To further validate the effectiveness and stability of the cross-homeostatic rule, we again used analytic methods to determine the eigenvalues of the four-dimensional dynamic system describing the family of four cross-homeostatic rules. As above, stability is determined by the sign of the real part of the eigenvalues of the system. It can be shown (SI Appendix, Section 1.3) that these learning rules are stable for any set of parameter values, provided that the stability conditions of the neural subsystem are satisfied (Fig. 4H). Importantly, these results demonstrate that cross-homeostatic rules work in both paradoxical and nonparadoxical conditions. Furthermore, the stability of the rules is independent of the absence or presence of external input (SI Appendix, Section 2.5). Therefore, it is possible to formally establish that cross-homeostatic learning rules are inherently stable and can robustly account for the emergence and maintenance of self-sustained, inhibition-stabilized dynamics in the two-population model.

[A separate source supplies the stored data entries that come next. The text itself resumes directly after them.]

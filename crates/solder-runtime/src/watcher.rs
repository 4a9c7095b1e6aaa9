//! Directory watching for late-arriving plugins.
//!
//! The OS watcher (via `notify`) is bridged into a tokio channel; the watch
//! loop classifies each event and queues manifest analyses on the pool.
//! Shutdown is a single `tokio::sync::watch` channel the loop selects on,
//! so a stop request is observed promptly regardless of event traffic.
//!
//! Removal events are acknowledged but not acted on: unbinding a live
//! dependency graph is future work, so a deleted manifest only logs a
//! warning.

use std::path::PathBuf;
use std::sync::Arc;
use std::time::Duration;

use notify::{EventKind, RecommendedWatcher, RecursiveMode, Watcher};
use tokio::sync::{mpsc, watch};
use tokio::task::JoinHandle;
use tracing::{debug, error, info, warn};

use solder_manager::PluginManager;

use crate::discovery::{ContainerLoader, is_manifest};
use crate::error::RuntimeResult;
use crate::pool::AnalysisPool;

/// What the watch loop does with one filesystem event path.
#[derive(Debug, PartialEq, Eq)]
pub(crate) enum WatchAction {
    /// A manifest appeared or changed; queue analysis.
    Analyse(PathBuf),
    /// A manifest went away; removal is not supported yet.
    RemovalUnsupported(PathBuf),
    /// Not a manifest; ignore.
    Ignore(PathBuf),
}

/// Classifies a raw watcher event into per-path actions.
pub(crate) fn classify(event: &notify::Event) -> Vec<WatchAction> {
    event
        .paths
        .iter()
        .map(|path| {
            if !is_manifest(path) {
                return WatchAction::Ignore(path.clone());
            }
            match event.kind {
                EventKind::Create(_) | EventKind::Modify(_) => {
                    WatchAction::Analyse(path.clone())
                }
                EventKind::Remove(_) => WatchAction::RemovalUnsupported(path.clone()),
                _ => WatchAction::Ignore(path.clone()),
            }
        })
        .collect()
}

/// Spawns the directory watch loop over `roots`.
///
/// Returns the task handle; the loop ends when `shutdown` flips to `true`
/// or the OS watcher goes away.
pub fn spawn(
    manager: Arc<PluginManager>,
    loader: Arc<dyn ContainerLoader>,
    pool: Arc<AnalysisPool>,
    roots: Vec<PathBuf>,
    poll_interval: Duration,
    mut shutdown: watch::Receiver<bool>,
) -> RuntimeResult<JoinHandle<()>> {
    let (tx, mut rx) = mpsc::channel::<notify::Result<notify::Event>>(64);
    let mut watcher = RecommendedWatcher::new(
        move |result| {
            // The OS watcher runs on its own thread; a full channel just
            // drops the event, and the next scan will catch up.
            let _ = tx.blocking_send(result);
        },
        notify::Config::default().with_poll_interval(poll_interval),
    )?;
    for root in &roots {
        watcher.watch(root, RecursiveMode::Recursive)?;
        info!(root = %root.display(), "Watching for plugins");
    }

    Ok(tokio::spawn(async move {
        // Keep the OS watcher alive for the lifetime of the loop.
        let _watcher = watcher;
        loop {
            tokio::select! {
                changed = shutdown.changed() => {
                    if changed.is_err() || *shutdown.borrow() {
                        break;
                    }
                }
                event = rx.recv() => {
                    match event {
                        Some(Ok(event)) => {
                            for action in classify(&event) {
                                handle_action(&manager, &loader, &pool, action);
                            }
                        }
                        Some(Err(e)) => error!(error = %e, "Filesystem watcher error"),
                        None => break,
                    }
                }
            }
        }
        info!("Directory watcher stopped");
    }))
}

fn handle_action(
    manager: &Arc<PluginManager>,
    loader: &Arc<dyn ContainerLoader>,
    pool: &Arc<AnalysisPool>,
    action: WatchAction,
) {
    match action {
        WatchAction::Analyse(path) => {
            debug!(path = %path.display(), "Manifest event, queueing analysis");
            pool.submit(Arc::clone(manager), Arc::clone(loader), path);
        }
        WatchAction::RemovalUnsupported(path) => {
            warn!(
                path = %path.display(),
                "Plugin manifest removed; plugin removal is not supported, keeping the plugin"
            );
        }
        WatchAction::Ignore(path) => {
            debug!(path = %path.display(), "Ignoring non-manifest event");
        }
    }
}

#[cfg(test)]
mod tests {
    use super::*;
    use notify::event::{CreateKind, ModifyKind, RemoveKind};

    fn event(kind: EventKind, path: &str) -> notify::Event {
        notify::Event {
            kind,
            paths: vec![PathBuf::from(path)],
            attrs: Default::default(),
        }
    }

    #[test]
    fn created_manifest_is_analysed() {
        let actions = classify(&event(
            EventKind::Create(CreateKind::File),
            "plugins/echo.plugin.yaml",
        ));
        assert_eq!(
            actions,
            vec![WatchAction::Analyse(PathBuf::from(
                "plugins/echo.plugin.yaml"
            ))]
        );
    }

    #[test]
    fn modified_manifest_is_analysed() {
        let actions = classify(&event(
            EventKind::Modify(ModifyKind::Any),
            "plugins/echo.plugin.json",
        ));
        assert!(matches!(actions[0], WatchAction::Analyse(_)));
    }

    #[test]
    fn removed_manifest_logs_unsupported() {
        let actions = classify(&event(
            EventKind::Remove(RemoveKind::File),
            "plugins/echo.plugin.yaml",
        ));
        assert!(matches!(actions[0], WatchAction::RemovalUnsupported(_)));
    }

    #[test]
    fn non_manifest_files_are_ignored() {
        let actions = classify(&event(
            EventKind::Create(CreateKind::File),
            "plugins/readme.md",
        ));
        assert!(matches!(actions[0], WatchAction::Ignore(_)));
    }
}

Cross-Homeostatic Rules Drive Average Activity to Setpoints in a Multiunit Model.
The previous results demonstrate the robustness of the cross-homeostatic family of rules in driving a two-subpopulation rate model to a stable self-sustained, inhibition-stabilized regime. We next examined whether these rules are also effective for a multiunit model in which there are many excitatory and inhibitory units. The firing-rate model was composed of 80 excitatory and 20 inhibitory recurrently connected neurons (Fig. 5A). In this case, individual neurons adjust their weights to minimize the average error of their presynaptic partners (SI Appendix, Supplementary Methods). Starting with normally distributed weights, the network reaches stable self-sustained dynamics (Fig. 5 B and C). However, individual units converge to different final rate values, satisfying the defined setpoints only as an average (green and red thick lines of Fig. 5B). This is a result of the nature of the cross-homeostatic rules: Neurons adjust their weights to minimize the error of the mean activity of its presynaptic partners. For this reason, although the network is globally balanced, single units do not converge to the same balanced E–I line attractor (Fig. 5 D and E). After cross-homeostatic plasticity, some differential structure is visible among the various weight classes (Fig. 5F). Simulations across 400 different initialization conditions demonstrate that the rules lead the average excitatory and inhibitory population activity to Eset and Iset, respectively (Fig. 5 G and H). The cross-homeostatic rules are thus capable of driving a multiunit model to a stable self-sustained regime, but they do not guide individual units to local setpoints. Similar results are obtained when the network weights are initialized with log-normal distributions (SI Appendix, Fig. S5).
Learning Rule with Cross-Homeostatic and Homeostatic Terms Leads to Local Convergence to Setpoints.
The above results demonstrate a potential limitation of the cross-homeostatic family of rules: The target setpoints are reached only at the population level. An additional and potentially more serious limitation is that cross-homeostatic rules predict that artificially altering the activity of a small number of excitatory neurons within a large network would not directly produce homeostatic plasticity in these neurons but would directly produce plasticity in their postsynaptic inhibitory neurons. This prediction seems to conflict with homeostatic plasticity experiments that have targeted specific cell types rather than globally altered activity through pharmacological means (50, 51). We therefore assessed the scenario in which both cross-homeostatic and homeostatic rules operate in parallel, resulting in a two-term cross-homeostatic family of rules. Interestingly, this family of rules can be obtained from an approximation of a gradient descent derivation on a loss function that includes the difference between E and I and their respective setpoints (SI Appendix, Section 3). In a two-population model, we first confirmed that this two-term cross-homeostatic family is stable, assuming that the learning rate of the homeostatic term does not dominate (SI Appendix, Section 1.4).
Simulations with the same multiunit model as in Fig. 5 show that with the two-term cross-homeostatic rule all individual units converge to their respective Eset and Iset (Fig. 6 A–C). Importantly, in contrast to the single-term cross-homeostatic rule, the total excitatory and inhibitory weight of each individual unit converged to the E–I balance of the line attractor predicted by the network equations (Fig. 6 D and E), while some structure in the different weight classes is also observed in the connectivity matrices (Fig. 6F). The convergence to the setpoints was stable across a wide range of initial states (Fig. 6 G and H). Thus, a hybrid family of plasticity rules that includes both cross-homeostatic and homeostatic forces provides global network stability while also locally driving each unit to their setpoint and a balanced E–I regime.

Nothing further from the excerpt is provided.